Pendant un peu plus d’une heure, les étoiles continuèrent à scintiller dans toute leur splendeur. Tyr poursuivait sans s’arrêter ; Muskwa boitait des quatre pattes.
Puis une rumeur naquit dans l’Ouest, se fit grondement, devint plus forte. Tyr, mal à l’aise, flaira l’air. Des lueurs livides déchirèrent le linceul noir qui s’étendait au-dessus d’eux comme un rideau.
Une furieuse rafale sembla éteindre les dernières des étoiles, et puis la pluie dégringola.
Tyr avait trouvé un rocher qui formait auvent et il alla s’y abriter avec Muskwa avant que le déluge ne s’abattît.
Pendant de longues minutes, ce fut plutôt une inondation qu’une averse, et en une demi-heure à peine le ruisselet devint torrent.
Les éclairs et le grondement du tonnerre terrifièrent Muskwa.
Tantôt il apercevait Tyr à la lueur aveuglante de la foudre, et l’instant d’après tout était d’un noir de poix. On eût dit que les sommets des montagnes s’écroulaient dans la vallée ; la terre tremblait.
L’ourson se serra contre Tyr, se glissa entre ses pattes de devant, s’enfouit à moitié dans les longs poils de la poitrine du grand grizzly.
Tyr ne s’inquiétait pas beaucoup de ces convulsions bruyantes de la nature.

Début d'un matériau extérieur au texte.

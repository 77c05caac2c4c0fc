use async_trait::async_trait;
use chrono::{DateTime, Days, FixedOffset, NaiveTime};

use ticklr_models::reminder::{NewReminder, OwnerId, Reminder, ReminderId};

/// Durable record of pending and sent reminders.
///
/// Every call is atomic on its own; callers never need to group calls into a transaction.
#[async_trait]
pub trait ReminderStorage: Send + Sync {
    type Error: std::error::Error + Send + Sync + 'static;

    /// Persists a reminder according to the store's [`ReminderPolicy`](ticklr_models::reminder::ReminderPolicy).
    async fn create(&self, reminder: NewReminder) -> Result<Reminder, Self::Error>;

    /// Pending reminders with `fire_at <= now`, in no particular order.
    async fn get_due(&self, now: DateTime<FixedOffset>) -> Result<Vec<Reminder>, Self::Error>;

    /// Pending reminders of one owner, earliest first.
    async fn get_owner_reminders(&self, owner_id: OwnerId) -> Result<Vec<Reminder>, Self::Error>;

    /// Idempotent: an already sent or unknown id is not an error.
    async fn mark_sent(&self, id: ReminderId) -> Result<(), Self::Error>;

    /// Removes a pending reminder only if it belongs to `owner_id`.
    async fn delete(&self, id: ReminderId, owner_id: OwnerId) -> Result<bool, Self::Error>;

    async fn count(&self, owner_id: OwnerId) -> Result<u64, Self::Error>;

    /// Drops sent reminders created before [`retention_cutoff`]. Returns how many were removed.
    async fn cleanup(
        &self,
        retention_days: u32,
        now: DateTime<FixedOffset>,
    ) -> Result<u64, Self::Error>;
}

/// Start of the day `retention_days` before `now`'s day.
///
/// `None` when that day is outside the representable range, so nothing is old enough to purge.
pub fn retention_cutoff(
    retention_days: u32,
    now: &DateTime<FixedOffset>,
) -> Option<DateTime<FixedOffset>> {
    now.date_naive()
        .checked_sub_days(Days::new(retention_days.into()))?
        .and_time(NaiveTime::MIN)
        .and_local_timezone(*now.offset())
        .single()
}

#[cfg(test)]
mod tests {
    use super::*;

    #[test]
    fn cutoff_is_midnight_minus_days() {
        let now = DateTime::parse_from_rfc3339("2025-06-20T15:42:10+06:00").unwrap();

        let cutoff = retention_cutoff(7, &now).unwrap();

        assert_eq!(cutoff.to_rfc3339(), "2025-06-13T00:00:00+06:00");
    }

    #[test]
    fn cutoff_crosses_month_boundary() {
        let now = DateTime::parse_from_rfc3339("2025-03-03T00:10:00+06:00").unwrap();

        let cutoff = retention_cutoff(7, &now).unwrap();

        assert_eq!(cutoff.to_rfc3339(), "2025-02-24T00:00:00+06:00");
    }

    #[test]
    fn cutoff_out_of_range_is_none() {
        let now = DateTime::parse_from_rfc3339("2025-06-20T15:42:10+06:00").unwrap();

        assert_eq!(retention_cutoff(u32::MAX, &now), None);
    }
}
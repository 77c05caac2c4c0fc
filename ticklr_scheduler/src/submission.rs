use std::{collections::HashSet, sync::Arc};

use anyhow::Context;
use async_trait::async_trait;
use chrono::{DateTime, FixedOffset};

use ticklr_models::{
    clock::Clock,
    reminder::{NewReminder, OwnerId, Reminder, ReminderId},
    time_input::{TimeValidation, validate_reminder_time},
};
use ticklr_storage::ReminderStorage;

/// Allow-list of owners permitted to create reminders. Empty means everyone.
#[derive(Debug, Clone, Default)]
pub struct AccessGate {
    allowed: HashSet<OwnerId>,
}

impl AccessGate {
    pub fn new(allowed: impl IntoIterator<Item = OwnerId>) -> Self {
        Self {
            allowed: allowed.into_iter().collect(),
        }
    }

    pub fn allows(&self, owner_id: OwnerId) -> bool {
        self.allowed.is_empty() || self.allowed.contains(&owner_id)
    }
}

#[derive(Debug, Clone, PartialEq, Eq)]
pub enum SubmitOutcome {
    Created {
        reminder: Reminder,
        today_only: bool,
        /// `None` when the count could not be read after the reminder was stored.
        pending_count: Option<u64>,
    },
    InvalidFormat,
    PastTime {
        today_only: bool,
    },
    AccessDenied,
    Failed,
}

impl SubmitOutcome {
    pub fn status(&self) -> &'static str {
        match self {
            SubmitOutcome::Created { .. } => "success",
            SubmitOutcome::InvalidFormat => "invalid_format",
            SubmitOutcome::PastTime { .. } => "past_time",
            SubmitOutcome::AccessDenied => "access_denied",
            SubmitOutcome::Failed => "error",
        }
    }
}

/// Everything a front-end may ask about reminders.
#[async_trait]
pub trait ReminderRequests: Send + Sync + 'static {
    /// The first line of `raw_text` is the time expression, later lines are the reminder text.
    async fn submit(&self, owner_id: OwnerId, raw_text: &str) -> SubmitOutcome;

    /// Pending reminders of the owner, earliest first.
    async fn list(&self, owner_id: OwnerId) -> anyhow::Result<Vec<Reminder>>;

    async fn cancel(&self, owner_id: OwnerId, id: ReminderId) -> anyhow::Result<bool>;

    fn now(&self) -> DateTime<FixedOffset>;
}

pub struct ReminderService<S: ReminderStorage> {
    storage: Arc<S>,
    clock: Arc<dyn Clock>,
    gate: AccessGate,
}

impl<S: ReminderStorage + 'static> ReminderService<S> {
    pub fn new(storage: Arc<S>, clock: Arc<dyn Clock>, gate: AccessGate) -> Self {
        Self {
            storage,
            clock,
            gate,
        }
    }
}

fn split_payload(raw_text: &str) -> (&str, Option<String>) {
    let raw_text = raw_text.trim();
    let (time_expr, rest) = raw_text.split_once('\n').unwrap_or((raw_text, ""));

    let text = rest.trim();
    let text = (!text.is_empty()).then(|| text.to_string());

    (time_expr.trim(), text)
}

#[async_trait]
impl<S: ReminderStorage + 'static> ReminderRequests for ReminderService<S> {
    async fn submit(&self, owner_id: OwnerId, raw_text: &str) -> SubmitOutcome {
        if !self.gate.allows(owner_id) {
            log::warn!("Rejected reminder from owner outside the allow-list [owner_id = {owner_id}]");
            return SubmitOutcome::AccessDenied;
        }

        let (time_expr, text) = split_payload(raw_text);
        let now = self.clock.now();

        let (fire_at, today_only) = match validate_reminder_time(time_expr, &now) {
            TimeValidation::Success {
                fire_at,
                today_only,
            } => (fire_at, today_only),
            TimeValidation::InvalidFormat => {
                log::debug!("Unrecognized time expression [owner_id = {owner_id}]: {time_expr:?}");
                return SubmitOutcome::InvalidFormat;
            }
            TimeValidation::PastTime { today_only } => {
                return SubmitOutcome::PastTime { today_only };
            }
        };

        let new_reminder = NewReminder {
            owner_id,
            fire_at,
            text,
            created_at: now,
        };

        let reminder = match self.storage.create(new_reminder).await {
            Ok(reminder) => reminder,
            Err(error) => {
                log::error!("Could not store reminder [owner_id = {owner_id}]: {error}");
                return SubmitOutcome::Failed;
            }
        };

        log::info!(
            "Reminder created [reminder_id = {}, owner_id = {owner_id}, fire_at = {}]",
            reminder.id,
            reminder.fire_at
        );

        let pending_count = match self.storage.count(owner_id).await {
            Ok(count) => Some(count),
            Err(error) => {
                log::warn!("Could not count pending reminders [owner_id = {owner_id}]: {error}");
                None
            }
        };

        SubmitOutcome::Created {
            reminder,
            today_only,
            pending_count,
        }
    }

    async fn list(&self, owner_id: OwnerId) -> anyhow::Result<Vec<Reminder>> {
        self.storage
            .get_owner_reminders(owner_id)
            .await
            .with_context(|| format!("Could not list reminders of owner {owner_id}"))
    }

    async fn cancel(&self, owner_id: OwnerId, id: ReminderId) -> anyhow::Result<bool> {
        let deleted = self
            .storage
            .delete(id, owner_id)
            .await
            .with_context(|| format!("Could not delete reminder {id}"))?;

        if deleted {
            log::info!("Reminder cancelled [reminder_id = {id}, owner_id = {owner_id}]");
        }

        Ok(deleted)
    }

    fn now(&self) -> DateTime<FixedOffset> {
        self.clock.now()
    }
}
//! User-facing rendering of reminder instants.

use chrono::{DateTime, FixedOffset};

pub fn format_date(dt: &DateTime<FixedOffset>) -> String {
    dt.format("%d.%m.%Y").to_string()
}

pub fn format_time(dt: &DateTime<FixedOffset>) -> String {
    dt.format("%H:%M").to_string()
}

pub fn format_short(dt: &DateTime<FixedOffset>) -> String {
    dt.format("%d.%m %H:%M").to_string()
}

/// `HH:MM DD.MM.YYYY`, the same shape the time parser accepts first.
pub fn format_full(dt: &DateTime<FixedOffset>) -> String {
    dt.format("%H:%M %d.%m.%Y").to_string()
}

/// Coarse "time left" text, at most two units, minutes rounded down.
pub fn time_until(target: &DateTime<FixedOffset>, now: &DateTime<FixedOffset>) -> String {
    let left = *target - *now;
    if left <= chrono::Duration::zero() {
        return "now".to_string();
    }

    let days = left.num_days();
    let hours = left.num_hours() % 24;
    let minutes = left.num_minutes() % 60;

    match (days, hours, minutes) {
        (0, 0, 0) => "in less than a minute".to_string(),
        (0, 0, m) => format!("in {m}m"),
        (0, h, 0) => format!("in {h}h"),
        (0, h, m) => format!("in {h}h {m}m"),
        (d, 0, _) => format!("in {d}d"),
        (d, h, _) => format!("in {d}d {h}h"),
    }
}
pub mod daily;
pub mod memory;
mod reminder;
pub mod sqlite;

pub use daily::{DailyReminder, DailyReminderManager, DueDailyReminder};
pub use memory::InMemoryReminderStorage;
pub use reminder::{ReminderStorage, retention_cutoff};
pub use ticklr_models::reminder::NewReminder;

Il ne se souciait que d’une chose : rester au sec. Lorsqu’il se baignait, il aimait sentir en sortant de l’eau la chaude caresse du soleil et pouvoir s’étendre ensuite sur un rocher bien plat et bien tiède.
Pendant longtemps après le premier déluge, la pluie continua de tomber avec un tap-tap-tap-tap monotone.